Por otra parte, la verdadera paz con uno mismo, ha de ser un compromiso diario con nuestra propia estirpe. No tengamos miedo a obligarnos para que nuestro corazón se conmueva y responda ante tantos hechos inhumanos que nos producimos, en parte generados por el rencor acumulado y la antipatía cultivada. Por ello, volvamos a esa imagen del Niño de Belén (podemos hacerlo durante todo el año), dejémonos acariciar por sus silencios, hagamos reflexión, y pensemos en esa naturaleza que cuando es respetada, sus frutos son siempre grandes. Por tanto, considerémonos desde el respeto, siempre vivos y siempre consanguíneos. No desperdiciemos las horas de nuestra existencia en darnos pedradas, en ofrecer hielo en lugar de calor humano, vida en vez de muerte.
El sol nace y no espera nada, y lo aviva todo, hagamos lo mismo sin esperar recompensa alguna. Ciertamente, hay mucho de salvaje en nuestras actuaciones. Tenemos urgencia, desde luego que sí, de que el alma de cada cual, nos reavive. Precisamos un espíritu noble para reorganizarnos la creación. Son tiempos difíciles, pero nada es imposible. Lo que se requiere es más afecto del auténtico, al menos para racionalizar los recursos y cuidar nuestro medio ambiente. También se demanda otro aire más humanístico y menos pasivo, con aquellos que piden auxilio.
Naturalmente, precisamos salir de este mundanal orbe de apariencias e ir al fondo de los hechos. La realidad es que la tasa de mortalidad de los migrantes y refugiados, en buena parte del globo, ha comenzado a aumentar trágicamente, así como una creciente xenofobia que nos deja sin verbo. ¡Cuántas necesidades tenemos en el planeta! Algunas son tan evidentes que nuestro ánimo no puede estar alegre, tampoco puede brindar de gozo, porque el panorama de la tierra es tan desolador, que nuestro ánimo no puede permanecer ciego a los grandes sufrimientos. También en este espacio privilegiado, desde el que habito y escribo, creo que nos falta compasión, ponernos en el lugar de esa humanidad desprotegida, o que hierve en guerras, tanto es así, que me siento obligado a hacer de estas noches armónicas nuestros votos navideños.

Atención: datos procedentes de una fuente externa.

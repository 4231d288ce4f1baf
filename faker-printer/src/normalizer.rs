//! Plain-text rendering of decoded directives
//!
//! Reconstructs the printed page as text lines: justification is applied
//! with GBK column widths, separator rules are dropped, trailing spaces
//! are trimmed.

use crate::decoder::{Align, Directive};
use crate::encoding::gbk_width;

/// Characters width of an 80mm receipt (GBK columns)
pub const DEFAULT_LINE_WIDTH: usize = 42;

const SEPARATOR_CHARS: [char; 5] = ['-', '=', '_', '─', '═'];

/// Whether a line consists only of separator rule characters (ignoring whitespace)
pub fn is_separator_line(line: &str) -> bool {
    let mut saw_rule = false;
    for c in line.chars() {
        if c.is_whitespace() {
            continue;
        }
        if !SEPARATOR_CHARS.contains(&c) {
            return false;
        }
        saw_rule = true;
    }
    saw_rule
}

/// Renders a directive sequence into newline separated text
#[derive(Debug, Clone, Copy)]
pub struct PlainTextRenderer {
    width: usize,
}

impl Default for PlainTextRenderer {
    fn default() -> Self {
        Self::new(DEFAULT_LINE_WIDTH)
    }
}

impl PlainTextRenderer {
    pub fn new(width: usize) -> Self {
        Self { width }
    }

    pub fn width(&self) -> usize {
        self.width
    }

    /// Render directives into text.
    ///
    /// Lines longer than the width are kept as they are (no wrapping).
    pub fn render(&self, directives: &[Directive]) -> String {
        let mut lines: Vec<String> = Vec::new();
        let mut current = String::new();
        let mut align = Align::Left;

        for directive in directives {
            match directive {
                Directive::Text(text) => {
                    if !is_separator_line(text) {
                        current.push_str(text);
                    }
                }
                Directive::LineFeed | Directive::Feed(_) => {
                    lines.push(self.justify(&current, align));
                    current.clear();
                }
                Directive::FeedLines(n) => {
                    lines.push(self.justify(&current, align));
                    current.clear();
                    for _ in 1..*n {
                        lines.push(String::new());
                    }
                }
                Directive::Align(a) => align = *a,
                Directive::Init => align = Align::Left,
                Directive::Cut => {
                    if !current.is_empty() {
                        lines.push(self.justify(&current, align));
                        current.clear();
                    }
                    lines.push(String::new());
                }
                _ => {}
            }
        }

        if !current.is_empty() {
            lines.push(self.justify(&current, align));
        }

        lines
            .iter()
            .map(|line| line.trim_end())
            .filter(|line| !is_separator_line(line))
            .collect::<Vec<_>>()
            .join("\n")
    }

    fn justify(&self, line: &str, align: Align) -> String {
        let width = gbk_width(line);
        if width >= self.width {
            return line.to_string();
        }
        let spare = self.width - width;
        match align {
            Align::Left => line.to_string(),
            Align::Center => format!("{}{}", " ".repeat(spare / 2), line),
            Align::Right => format!("{}{}", " ".repeat(spare), line),
        }
    }
}

#[cfg(test)]
mod tests {
    use super::*;
    use crate::decoder::decode;

    fn text(s: &str) -> Directive {
        Directive::Text(s.to_string())
    }

    #[test]
    fn test_separator_detection() {
        assert!(is_separator_line("-----"));
        assert!(is_separator_line(" ═══ ─── "));
        assert!(!is_separator_line(""));
        assert!(!is_separator_line("--- 合计 ---"));
    }

    #[test]
    fn test_center_and_right_use_gbk_width() {
        let renderer = PlainTextRenderer::new(10);
        let out = renderer.render(&[
            Directive::Align(Align::Center),
            text("桌号"),
            Directive::LineFeed,
            Directive::Align(Align::Right),
            text("8"),
            Directive::LineFeed,
        ]);
        assert_eq!(out, "   桌号\n         8");
    }

    #[test]
    fn test_separators_are_dropped() {
        let out = PlainTextRenderer::default().render(&[
            text("A"),
            Directive::LineFeed,
            text("=========="),
            Directive::LineFeed,
            text("B"),
        ]);
        assert_eq!(out, "A\n\nB");
    }

    #[test]
    fn test_init_resets_alignment() {
        let out = PlainTextRenderer::new(6).render(&[
            Directive::Align(Align::Right),
            Directive::Init,
            text("ab"),
            Directive::LineFeed,
        ]);
        assert_eq!(out, "ab");
    }

    #[test]
    fn test_feed_lines_and_cut() {
        let out = PlainTextRenderer::default().render(&[
            text("A"),
            Directive::FeedLines(3),
            text("B"),
            Directive::Cut,
            text("C"),
        ]);
        assert_eq!(out, "A\n\n\nB\n\nC");
    }

    #[test]
    fn test_long_lines_are_not_wrapped() {
        let long = "x".repeat(60);
        let out = PlainTextRenderer::default().render(&[
            Directive::Align(Align::Center),
            text(&long),
        ]);
        assert_eq!(out, long);
    }

    #[test]
    fn test_render_decoded_stream() {
        let data = b"\x1b@\x1ba\x01Kitchen\n\x1ba\x00Table 8   \n--------\n\x1dV\x00";
        let directives = decode(data).unwrap();
        let out = PlainTextRenderer::new(21).render(&directives);
        // the dropped rule still leaves its line feed, the cut adds a blank line
        assert_eq!(out, "       Kitchen\nTable 8\n\n");
    }
}
//! 虚拟打印机网络层
//!
//! - [`pool`] - 会话槽位池
//! - [`session`] - 会话组装与状态应答
//! - [`server`] - 端口监听与会话工作者

pub mod pool;
pub mod server;
pub mod session;

pub use pool::{ConnectionPool, PoolSlot, PoolStatus};
pub use server::{Connection, PrinterListener, connection_channel, session_worker};
pub use session::{CloseReason, RawSession, SessionSettings, SessionState, run_session};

Vuelve, pues, el calor humano a hacernos ciudadanos de bien; algo esencial para avivar la unidad entre todos, tanto en los principios como en las ideas, en las mismas concepciones de seres pensantes exclusivos en movimiento. Tengamos presente que mientras sigamos divididos, el combate no cesa, porque el odio y la venganza toman acción y fecundan al planeta. Tenemos que aprender a ser una gran familia, y esto sólo se consigue haciendo el corazón, para que nadie se sienta olvidado. Se me ocurre que, como los Magos del Oriente, precursores simbólicos de los pueblos de la tierra, también hemos de activar la buena estrella de la esperanza, empezando por cada cual, produciendo un rayo de concordia cada día. Algo es todo. Recordemos que uno hace familia, al fin, cuando trabaja para donarse, y cuando el intelecto toma conciencia de que en la verdad es donde germina la quietud interna, que es la que nos hace ser mejores moradores, acordes con la llamada de dar fortaleza y de cimentar una reconciliación activa, lo que induce a un estado de la mente más virtuoso, o si quieren, más clemente.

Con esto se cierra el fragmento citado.